Farris and Jones were searching the Mercedes while Davis was interviewing Coghill. They found a cellphone, two packs of cigarettes, an Asp baton, a dog chew toy, flea and tick shampoo, a bottle of whiskey, a butane cartridge and a bottle of cologne in the cabin of the vehicle. After Davis joined them, the officers opened the trunk and found a duffel bag, a string backpack, a plastic bag, a bag of adult dog food and some loose clothing.
In the plastic bag were two cans of black “vinyl wrap” spray paint purchased on Nov. 3. There was a checkbook from Alva state bank in the name of Russell Steffen and a bag of canine treats.
A Tulsa Walgreen’s receipt in the trunk showed the purchase of a Visa card and a 22 ounce bottle of flea and tick shampoo.
In the duffel bag, Davis found five cellphones, a Google Chrome laptop, a butane lighter, a Mastercard with the name Tylor Goghill, a motel key card, five different vehicle keys, two key fobs, an unused syringe, assorted toiletries, dirty clothes, a metal case containing Social Security cards in the names of Angel Nicole Buzzard and Elaine Jumper, four reloadable debit cards, a Visa card in the name of Kimberly Smith Hendrix, a Medicare health insurance card for Russell S. Steffen, a copy of an Arizona driver’s license with the name Russell Simon Steffen on it, a Sprint sim card, a Cricket sim card, three non-branded sim cards, two pieces of tin foil (one with burn residue and the other with a flaky substance), and two baggies with a white powdery substance which later field tested positive for methamphetamine.
After the search, Davis and Jones went back to the apartment where the uncle gave them verbal permission to search the bathroom where Coghill had been. Jones observed a key fob submerged in the full toilet tank. Davis drained the tank and retrieved the fob which had a Mercedes emblem on the back. He took the fob outside, and when he pressed the lock and unlock buttons the Mercedes’ lights illuminated.

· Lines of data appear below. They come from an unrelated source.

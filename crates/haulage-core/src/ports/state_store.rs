//! StateStore port - 永続化の抽象化
//!
//! デポの状態はメモリ上の 1 つが正本で、変更のたびにスナップショットを
//! ここへ書き出します（write-through）。再起動時は `load()` から復元します。
//!
//! # 実装
//! - **InMemoryStateStore**: テスト用
//! - **JsonFileStore**: 単一プロセス運用向けの JSON ファイル

use async_trait::async_trait;
use thiserror::Error;

use crate::depot::DepotSnapshot;

#[derive(Debug, Clone, PartialEq, Eq, Error)]
pub enum StoreError {
    #[error("store I/O failed: {0}")]
    Io(String),

    #[error("snapshot could not be encoded or decoded: {0}")]
    Codec(String),

    #[error("snapshot version {found} is not supported (expected {expected})")]
    Version { found: u32, expected: u32 },
}

#[async_trait]
pub trait StateStore: Send + Sync {
    /// Latest snapshot, or `None` on first start.
    async fn load(&self) -> Result<Option<DepotSnapshot>, StoreError>;

    async fn save(&self, snapshot: &DepotSnapshot) -> Result<(), StoreError>;
}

The vehicle was towed and impounded. Coghill asked that his dog, a large gray pit bull, be released to his brother. Davis retrieved the dog from the apartment and released it to his brother.
Tylor Chad Raymond Coghill, 28, of Alva, was charged Nov. 5 with possession of a stolen vehicle and knowingly receiving or concealing stolen property, both felonies. The 2014 Mercedes Benz convertible had been reported stolen from Joseph Solomon about Oct. 21.
The stolen vehicle charge is punishable by imprisonment in custody of the Department of Corrections not to exceed two years.
The stolen property charge is punishable by imprisonment not to exceed five years or a fine not to exceed $500, or by both such fine and imprisonment.
Coghill’s bond has been set at $15,000, and his next court date is scheduled for Dec. 14.